The EUR/USD pair fell as low as $1.0850 on Monday, posting its lowest level since early April as the market sentiment remains fragile on economic and political uncertainties, coupled with the concerns over China’s outlook.
The risks of global recession and the worries over the U.S gov’t debt-ceiling talks gave a boost to the safe-haven greenback against the risk-sensitive euro, which has retreated from early-May one-year highs of $1.11 mark to the current lows of $1.0850.
EUR/USD pair, Daily chart
The risk sentiment has also deteriorated by the weaker-than-expected macroeconomic data from the key trading partner China, weighing on export-oriented economies like Euro Zone and adding pressure on its currency.

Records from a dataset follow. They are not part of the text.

//! Listing archives on disk.

use std::path::{Path, PathBuf};
use std::time::SystemTime;

use tracing::warn;
use walkdir::WalkDir;

/// An archive file found under a recording root.
#[derive(Debug, Clone)]
pub struct ArchiveEntry {
    pub path: PathBuf,
    pub modified: SystemTime,
    pub len: u64,
}

/// Recursively list files with the given extension under `root`.
///
/// A missing root yields an empty list. Unreadable entries are logged and
/// skipped. Results are sorted by path.
pub fn scan(root: &Path, extension: &str) -> Vec<ArchiveEntry> {
    if !root.exists() {
        return Vec::new();
    }

    let mut entries = Vec::new();
    for entry in WalkDir::new(root).follow_links(false) {
        let entry = match entry {
            Ok(entry) => entry,
            Err(e) => {
                warn!(root = %root.display(), error = %e, "Skipping unreadable entry");
                continue;
            }
        };
        if !entry.file_type().is_file() {
            continue;
        }
        let matches_ext = entry
            .path()
            .extension()
            .map(|e| e.eq_ignore_ascii_case(extension))
            .unwrap_or(false);
        if !matches_ext {
            continue;
        }
        match entry.metadata() {
            Ok(meta) => entries.push(ArchiveEntry {
                path: entry.path().to_path_buf(),
                modified: meta.modified().unwrap_or(SystemTime::UNIX_EPOCH),
                len: meta.len(),
            }),
            Err(e) => {
                warn!(path = %entry.path().display(), error = %e, "Cannot stat archive");
            }
        }
    }
    entries.sort_by(|a, b| a.path.cmp(&b.path));
    entries
}

/// Suffix SQLite gives the rollback journal next to an archive.
const JOURNAL_SUFFIX: &str = "-journal";

/// Path of the rollback journal that belongs to `archive`.
pub fn journal_path(archive: &Path) -> PathBuf {
    let mut name = archive.as_os_str().to_os_string();
    name.push(JOURNAL_SUFFIX);
    PathBuf::from(name)
}

/// Archive a journal belongs to, if `path` is a journal for `extension`.
fn journal_archive(path: &Path, extension: &str) -> Option<PathBuf> {
    let name = path.file_name()?.to_str()?;
    let stem = name.strip_suffix(JOURNAL_SUFFIX)?;
    let (_, ext) = stem.rsplit_once('.')?;
    if !ext.eq_ignore_ascii_case(extension) {
        return None;
    }
    Some(path.with_file_name(stem))
}

/// Journals under `root` whose archive no longer exists.
///
/// A writer that crashes leaves its journal behind; once the archive is
/// gone, nothing will ever replay it.
pub fn orphan_journals(root: &Path, extension: &str) -> Vec<PathBuf> {
    if !root.exists() {
        return Vec::new();
    }

    let mut orphans: Vec<PathBuf> = WalkDir::new(root)
        .follow_links(false)
        .into_iter()
        .filter_map(|entry| entry.ok())
        .filter(|entry| entry.file_type().is_file())
        .filter(|entry| {
            journal_archive(entry.path(), extension)
                .map(|archive| !archive.exists())
                .unwrap_or(false)
        })
        .map(|entry| entry.path().to_path_buf())
        .collect();
    orphans.sort();
    orphans
}
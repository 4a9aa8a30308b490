//! Recorder error types.

use std::path::PathBuf;

use thiserror::Error;

use reelhouse_archive::ArchiveError;
use reelhouse_core::SessionKey;

/// Errors surfaced by the session registry and recorder.
///
/// `AlreadyRecording` and `NotRecording` are expected outcomes that callers
/// handle routinely; nothing here is fatal to the host.
#[derive(Error, Debug)]
pub enum RecorderError {
    #[error("Already recording: {0}")]
    AlreadyRecording(SessionKey),

    #[error("Not recording: {0}")]
    NotRecording(SessionKey),

    #[error("Archive path already in use: {}", .0.display())]
    PathConflict(PathBuf),

    #[error("IO error: {0}")]
    Io(#[from] std::io::Error),

    #[error("Corrupt archive {}: {reason}", path.display())]
    CorruptArchive { path: PathBuf, reason: String },

    #[error("Subject unavailable: {0}")]
    SubjectUnavailable(SessionKey),

    #[error("Subject filtered out by recording policy: {0}")]
    Filtered(SessionKey),

    #[error("Archive error: {0}")]
    Archive(ArchiveError),

    #[error(transparent)]
    Core(#[from] reelhouse_core::Error),
}

impl From<ArchiveError> for RecorderError {
    fn from(err: ArchiveError) -> Self {
        match err {
            ArchiveError::PathConflict(path) => RecorderError::PathConflict(path),
            ArchiveError::Io(e) => RecorderError::Io(e),
            ArchiveError::Corrupt { path, reason } => RecorderError::CorruptArchive { path, reason },
            other => RecorderError::Archive(other),
        }
    }
}

impl RecorderError {
    /// Whether this is a routine registry outcome rather than a failure.
    pub fn is_expected(&self) -> bool {
        matches!(
            self,
            RecorderError::AlreadyRecording(_)
                | RecorderError::NotRecording(_)
                | RecorderError::Filtered(_)
        )
    }

    /// Get a recovery suggestion for this error.
    pub fn recovery_suggestion(&self) -> Option<&'static str> {
        match self {
            RecorderError::AlreadyRecording(_) => Some("Stop the existing session first"),
            RecorderError::NotRecording(_) => Some("List active sessions to see what is recording"),
            RecorderError::Io(_) => {
                Some("Check that the recording directory exists and is writable")
            }
            RecorderError::CorruptArchive { .. } => {
                Some("The archive was not sealed; it is kept for inspection")
            }
            RecorderError::SubjectUnavailable(_) => Some("The subject must be online to record"),
            RecorderError::Core(e) => e.recovery_suggestion(),
            _ => None,
        }
    }
}

pub type Result<T> = std::result::Result<T, RecorderError>;

#[cfg(test)]
mod tests {
    use super::*;

    #[test]
    fn test_archive_errors_map_to_taxonomy() {
        let err: RecorderError = ArchiveError::PathConflict(PathBuf::from("/a")).into();
        assert!(matches!(err, RecorderError::PathConflict(_)));

        let err: RecorderError = ArchiveError::Corrupt {
            path: PathBuf::from("/a"),
            reason: "missing metadata member".to_string(),
        }
        .into();
        assert!(matches!(err, RecorderError::CorruptArchive { .. }));
        assert!(err.recovery_suggestion().is_some());
    }

    #[test]
    fn test_expected_outcomes() {
        let key = SessionKey::Custom("tower".to_string());
        assert!(RecorderError::AlreadyRecording(key.clone()).is_expected());
        assert!(RecorderError::NotRecording(key.clone()).is_expected());
        assert!(!RecorderError::SubjectUnavailable(key).is_expected());
    }
}
//! Archive error types.

use std::path::PathBuf;

use thiserror::Error;

/// Errors that can occur while writing, reading or naming archives.
#[derive(Error, Debug)]
pub enum ArchiveError {
    #[error("Database error: {0}")]
    Database(#[from] rusqlite::Error),

    #[error("IO error: {0}")]
    Io(#[from] std::io::Error),

    #[error("Serialization error: {0}")]
    Serialization(#[from] serde_json::Error),

    #[error("Archive path already in use: {}", .0.display())]
    PathConflict(PathBuf),

    #[error("Corrupt archive {}: {reason}", path.display())]
    Corrupt { path: PathBuf, reason: String },

    #[error("Invalid name pattern: {0}")]
    Pattern(#[from] regex::Error),
}

impl ArchiveError {
    pub(crate) fn corrupt(path: impl Into<PathBuf>, reason: impl Into<String>) -> Self {
        ArchiveError::Corrupt {
            path: path.into(),
            reason: reason.into(),
        }
    }

    /// Whether this error means the archive exists but cannot be trusted.
    pub fn is_corrupt(&self) -> bool {
        matches!(self, ArchiveError::Corrupt { .. })
    }
}

pub type Result<T> = std::result::Result<T, ArchiveError>;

Adding weakness to the euro, Chinese industrial output, retail sales, imports, and inflation all shrank in April, indicating that a post-pandemic rebound was running out of steam.
As a result, the DXY-U.S. dollar index which tracks the greenback against a basket of six major peers - the euro has the greatest weight in the dollar index- bounced off a yearly low of 101 towards the five-week high of 102.50.
Positive EU fundamentals:
The market has dismissed some positive data about Eurozone, where the European Commission upwardly revised its quarterly projections for Eurozone’s economic growth and inflation for 2023 to 1.1% and 5.8% versus 0.9% and 5.6% expected in February.
Hence, the European Central Bank (ECB) also released its monthly Economic Bulletin offering details on the economic, financial, and monetary developments in the Euro area while saying, “Most of the impact on inflation is expected from 2023 onward.” The ECB Bulletin also said that the transmission of rate hikes to economic activity is faster.